Question for medical/insurance types re: in-office lab capability

I’m wondering if I have reason to be pissed off at my insurance company or not. Here’s the deal: my insurance provider states that for in-office lab work I pay a $30 copay. For out-of-office lab work I pay 20% of my co-insurance.

So, for example, a mammogram is offered annually for a $30 copay. IF it is done in-office. But do any doctors have mammogram machines and techs in their office anymore? Because my gyno doesn’t and would have sent me to the lab across the parking lot at the hospital in the medical complex. Where my “$30” mammogram becomes a $220 mammogram because now it’s out-of-office.

Similarly with some blood work my psychiatrist wants done… She doesn’t have a lab in her office, so she’d have to send me to a lab and therefore I’d have to pay 20% coinsurance.

Out of curiousity, I called my internist to see if I have her office draw the blood instead, could I get it done for the $30 copay. Apparently not, since my blood would be sent out to a lab.

But do any docs standardly have labs in their offices anymore?

IOW, sure my insurance can say “we offer you all these great services at your copay!” (If they’re in-office, except in practice it’s impossible to get services in-office because nobody does that anymore! Hell, we could say we’d pay YOU if you use in-office lab work plus a pony! Good luck trying to find an in-office lab, though!)

Am I right to be pissed? Are there doctor’s offices that have labs/mammogram machines in-office, I just need to find one?

(BTW - I’m in a major metropolitan area if it makes any difference.)

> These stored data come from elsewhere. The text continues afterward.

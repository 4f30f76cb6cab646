//! Token-flow analytics API for SPL tokens.
//!
//! This crate reconstructs multi-hop token-flow paths, classifies token
//! activity (transfers vs. swaps with buy/sell direction) and derives
//! proximity-based risk scores for addresses, fronted by a tenant model
//! with API keys, monthly quotas and per-minute rate limits.

pub mod cache;
pub mod classifier;
pub mod config;
pub mod entities;
pub mod error;
pub mod graph;
pub mod http;
pub mod intent;
pub mod risk;
pub mod security;
pub mod storage;
pub mod tenant;
pub mod upstream;

// Re-export main types for convenience
pub use config::Config;
pub use error::{ApiError, UpstreamError};
pub use graph::{FlowGraphEngine, FlowPath, PathNode};
pub use risk::{RiskAssessment, RiskEngine};
pub use upstream::{Transfer, UpstreamClient};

Some doctors have offices in hospitals. I wonder if that would be “in house”? I can’t think of any doctor who would do his/her own blood work. They would always send it out, unless they are part of a big clinic or a hospital. Then it sounds like your insurer is using the policy to make a sale (with cheap procedures) but then never having to pay for them.

Bump?

In my experience certain doctors perform a limited number of lab tests in their office. Urinalysis, strep cultures, maybe a blood count. Those tests would have the 30 dollar copay. With all the expense, restrictions and contracting involved with running a full lab, I doubt it would be profitable or practical to do so.

Thanks. That’s pretty much what I figured. I just didn’t want to get all up on my high horse of righteous indignation before I confirmed my assumptions.

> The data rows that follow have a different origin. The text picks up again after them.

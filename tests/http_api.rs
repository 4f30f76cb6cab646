//! End-to-end HTTP surface tests over the in-memory store.

mod common;

use std::sync::Arc;

use axum::body::Body;
use axum::http::{Request, StatusCode};
use chrono::Utc;
use serde_json::json;
use tower::ServiceExt;

use tokenflow::storage::{MemoryStore, Store};

use common::{get_request, json_request, send, test_app, transfer, ScriptedUpstream};

const MINT: &str = "EPjFWdd5AufqSSqeM2qN1xzybapC8G4wEGGkZwyTDt1v";

fn addr(c: char) -> String {
    std::iter::repeat(c).take(40).collect()
}

/// Register a tenant and hand back its raw API key.
async fn register(app: &axum::Router, email: &str, plan: &str) -> String {
    let (status, body) = send(
        app,
        json_request(
            "POST",
            "/api/v1/users/register",
            None,
            json!({ "email": email, "plan": plan }),
        ),
    )
    .await;
    assert_eq!(status, StatusCode::CREATED, "register failed: {}", body);
    body["apiKey"]["key"].as_str().unwrap().to_string()
}

#[tokio::test]
async fn health_is_public() {
    let (app, _state) = test_app(Arc::new(MemoryStore::new()), Arc::new(ScriptedUpstream::new()));
    let (status, body) = send(&app, get_request("/health", None)).await;
    assert_eq!(status, StatusCode::OK);
    assert_eq!(body["status"], "ok");
    assert_eq!(body["cache"], "disabled");
}

#[tokio::test]
async fn register_returns_the_raw_key_exactly_once() {
    let store = Arc::new(MemoryStore::new());
    let (app, _state) = test_app(store.clone(), Arc::new(ScriptedUpstream::new()));

    let (status, body) = send(
        &app,
        json_request(
            "POST",
            "/api/v1/users/register",
            None,
            json!({ "email": "New@User.io", "fullName": "New User" }),
        ),
    )
    .await;
    assert_eq!(status, StatusCode::CREATED);

    let raw_key = body["apiKey"]["key"].as_str().unwrap();
    assert!(raw_key.starts_with("tfa_live_"));
    assert_eq!(raw_key.len(), 9 + 64);
    assert_eq!(body["user"]["email"], "new@user.io");
    assert_eq!(body["subscription"]["plan"], "starter");

    // The raw key is nowhere in the store.
    let user = store.find_user_by_email("new@user.io").await.unwrap().unwrap();
    let keys = store.list_api_keys(user.id).await.unwrap();
    assert_eq!(keys.len(), 1);
    assert_ne!(keys[0].key_hash, raw_key);
    assert!(!keys[0].key_hash.contains(raw_key));

    // Duplicate registration conflicts.
    let (status, _) = send(
        &app,
        json_request(
            "POST",
            "/api/v1/users/register",
            None,
            json!({ "email": "new@user.io" }),
        ),
    )
    .await;
    assert_eq!(status, StatusCode::CONFLICT);
}

#[tokio::test]
async fn authed_endpoints_reject_missing_or_bogus_keys() {
    let (app, _state) = test_app(Arc::new(MemoryStore::new()), Arc::new(ScriptedUpstream::new()));

    let (status, body) = send(&app, get_request("/api/v1/users/me", None)).await;
    assert_eq!(status, StatusCode::UNAUTHORIZED);
    assert!(body["request_id"].is_string());

    let bogus = format!("tfa_live_{}", "0".repeat(64));
    let (status, _) = send(&app, get_request("/api/v1/users/me", Some(&bogus))).await;
    assert_eq!(status, StatusCode::UNAUTHORIZED);
}

#[tokio::test]
async fn analyze_path_reconstructs_over_http() {
    let now = Utc::now().timestamp();
    let a = addr('A');
    let b = addr('B');
    let upstream =
        ScriptedUpstream::new().with_transfer(transfer("s1", &a, &b, MINT, 1_000_000, now - 60));

    let store = Arc::new(MemoryStore::new());
    let (app, _state) = test_app(store.clone(), Arc::new(upstream));
    let key = register(&app, "path@test.io", "pro").await;

    let request = json_request(
        "POST",
        "/api/v1/analyze/path",
        Some(&key),
        json!({
            "address": a,
            "tokenAddress": MINT,
            "direction": "forward",
            "maxDepth": 5,
            "timeRange": "30d",
        }),
    );
    let response = app.clone().oneshot(request).await.unwrap();
    assert_eq!(response.status(), StatusCode::OK);

    // Rate and quota headers ride on successful responses too.
    assert_eq!(response.headers().get("x-ratelimit-limit").unwrap(), "60");
    assert!(response.headers().contains_key("x-quota-remaining"));
    assert!(response.headers().contains_key("x-request-id"));

    let bytes = axum::body::to_bytes(response.into_body(), usize::MAX).await.unwrap();
    let body: serde_json::Value = serde_json::from_slice(&bytes).unwrap();
    assert_eq!(body["pathCount"], 1);
    assert_eq!(body["paths"][0]["hop_count"], 2);
    assert_eq!(body["paths"][0]["total_amount"], "2000000");

    // The detached usage log lands shortly after the response.
    tokio::time::sleep(std::time::Duration::from_millis(100)).await;
    let logs = store.usage_logs().await;
    assert_eq!(logs.len(), 1);
    assert_eq!(logs[0].endpoint, "/api/v1/analyze/path");
    assert_eq!(logs[0].status_code, 200);
}

#[tokio::test]
async fn quota_exhaustion_returns_429_with_reset() {
    let store = Arc::new(MemoryStore::new());
    let (app, _state) = test_app(store.clone(), Arc::new(ScriptedUpstream::new()));
    let key = register(&app, "quota@test.io", "starter").await;

    let user = store.find_user_by_email("quota@test.io").await.unwrap().unwrap();
    let sub = store.active_subscription(user.id).await.unwrap().unwrap();
    let keys = store.list_api_keys(user.id).await.unwrap();
    for _ in 0..sub.monthly_quota {
        store.record_successful_call(sub.id, keys[0].id).await.unwrap();
    }

    let (status, body) = send(
        &app,
        json_request(
            "POST",
            "/api/v1/analyze/path",
            Some(&key),
            json!({ "address": addr('A'), "token": MINT }),
        ),
    )
    .await;
    assert_eq!(status, StatusCode::TOO_MANY_REQUESTS);
    assert_eq!(body["error"], "quota_exceeded");
    let reset: chrono::DateTime<Utc> =
        serde_json::from_value(body["reset_at"].clone()).expect("reset timestamp");
    assert_eq!(reset, sub.billing_period_end);
}

#[tokio::test]
async fn per_minute_rate_limit_kicks_in() {
    let now = Utc::now().timestamp();
    let a = addr('A');
    let upstream = ScriptedUpstream::new().with_transfer(transfer(
        "s1", &a, &addr('B'), MINT, 100, now - 60,
    ));
    let (app, _state) = test_app(Arc::new(MemoryStore::new()), Arc::new(upstream));
    // starter: 10 requests per minute
    let key = register(&app, "rate@test.io", "starter").await;

    let request = || {
        json_request(
            "POST",
            "/api/v1/analyze/path",
            Some(&key),
            json!({ "address": a, "token": MINT }),
        )
    };
    for _ in 0..10 {
        let (status, _) = send(&app, request()).await;
        assert_eq!(status, StatusCode::OK);
    }

    let response = app.clone().oneshot(request()).await.unwrap();
    assert_eq!(response.status(), StatusCode::TOO_MANY_REQUESTS);
    assert!(response.headers().contains_key("retry-after"));
}

#[tokio::test]
async fn out_of_range_time_range_is_a_400() {
    let (app, _state) = test_app(Arc::new(MemoryStore::new()), Arc::new(ScriptedUpstream::new()));
    let key = register(&app, "range@test.io", "pro").await;

    let (status, body) = send(
        &app,
        json_request(
            "POST",
            "/api/v1/analyze/path",
            Some(&key),
            json!({ "address": addr('A'), "token": MINT, "timeRange": "366d" }),
        ),
    )
    .await;
    assert_eq!(status, StatusCode::BAD_REQUEST);
    assert_eq!(body["error"], "invalid_request");
}

#[tokio::test]
async fn oversized_trace_batch_fails_before_any_upstream_call() {
    let (app, _state) = test_app(Arc::new(MemoryStore::new()), Arc::new(ScriptedUpstream::new()));
    let key = register(&app, "trace@test.io", "pro").await;

    // 101 well-formed signatures: the batch bound trips first. The wired
    // upstream URL is unroutable, so reaching it would error differently.
    let signatures: Vec<String> = (0..101).map(|_| "5".repeat(88)).collect();
    let (status, body) = send(
        &app,
        json_request(
            "POST",
            "/api/v1/trace",
            Some(&key),
            json!({ "signatures": signatures }),
        ),
    )
    .await;
    assert_eq!(status, StatusCode::BAD_REQUEST);
    assert_eq!(body["error"], "invalid_request");
}

#[tokio::test]
async fn key_lifecycle_over_http() {
    let store = Arc::new(MemoryStore::new());
    let (app, _state) = test_app(store.clone(), Arc::new(ScriptedUpstream::new()));
    let key = register(&app, "keys@test.io", "pro").await;

    // Issue a second key.
    let (status, body) = send(
        &app,
        json_request("POST", "/api/v1/users/keys", Some(&key), json!({ "name": "ci" })),
    )
    .await;
    assert_eq!(status, StatusCode::CREATED);
    let second_raw = body["key"].as_str().unwrap().to_string();
    let second_id = body["id"].as_str().unwrap().to_string();
    assert!(second_raw.starts_with("tfa_live_"));

    let (status, body) = send(&app, get_request("/api/v1/users/keys", Some(&key))).await;
    assert_eq!(status, StatusCode::OK);
    assert_eq!(body["keys"].as_array().unwrap().len(), 2);

    // Revoke the second key; it stops authenticating, revoking again is
    // still a success for the owner.
    let uri = format!("/api/v1/users/keys/{}", second_id);
    let revoke = || {
        Request::builder()
            .method("DELETE")
            .uri(uri.clone())
            .header("x-api-key", key.clone())
            .body(Body::empty())
            .unwrap()
    };
    let (status, _) = send(&app, revoke()).await;
    assert_eq!(status, StatusCode::OK);
    let (status, _) = send(&app, revoke()).await;
    assert_eq!(status, StatusCode::OK);

    let (status, _) = send(&app, get_request("/api/v1/users/me", Some(&second_raw))).await;
    assert_eq!(status, StatusCode::UNAUTHORIZED);
}

#[tokio::test]
async fn plan_change_and_cancel_over_http() {
    let store = Arc::new(MemoryStore::new());
    let (app, _state) = test_app(store.clone(), Arc::new(ScriptedUpstream::new()));
    let key = register(&app, "plan@test.io", "starter").await;

    let (status, body) = send(
        &app,
        json_request("POST", "/api/v1/users/plan", Some(&key), json!({ "plan": "enterprise" })),
    )
    .await;
    assert_eq!(status, StatusCode::OK);
    assert_eq!(body["subscription"]["monthlyQuota"], 100_000);

    let (status, _) = send(
        &app,
        json_request("POST", "/api/v1/users/cancel", Some(&key), json!({})),
    )
    .await;
    assert_eq!(status, StatusCode::OK);

    // The cancelled subscription falls out of the auth join.
    let (status, _) = send(&app, get_request("/api/v1/users/me", Some(&key))).await;
    assert_eq!(status, StatusCode::UNAUTHORIZED);
}

#[tokio::test]
async fn usage_endpoint_reports_the_window() {
    let store = Arc::new(MemoryStore::new());
    let (app, _state) = test_app(store.clone(), Arc::new(ScriptedUpstream::new()));
    let key = register(&app, "usage@test.io", "pro").await;

    let (status, body) = send(&app, get_request("/api/v1/users/usage", Some(&key))).await;
    assert_eq!(status, StatusCode::OK);
    assert_eq!(body["monthlyQuota"], 10_000);
    assert_eq!(body["currentUsage"], 0);
    assert_eq!(body["remaining"], 10_000);
}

What is frustrating, of course, is it doesn’t matter if we somehow get our policy written next year to include lab work for the copay, because I assume that means BCBS will just screw us on the premium amounts.

Many doctors don’t actually have the lab in their office, in spite of the fact that they bill the work out. Speaking from experience, having once worked in the billing department for the country’s largest medical laboratory.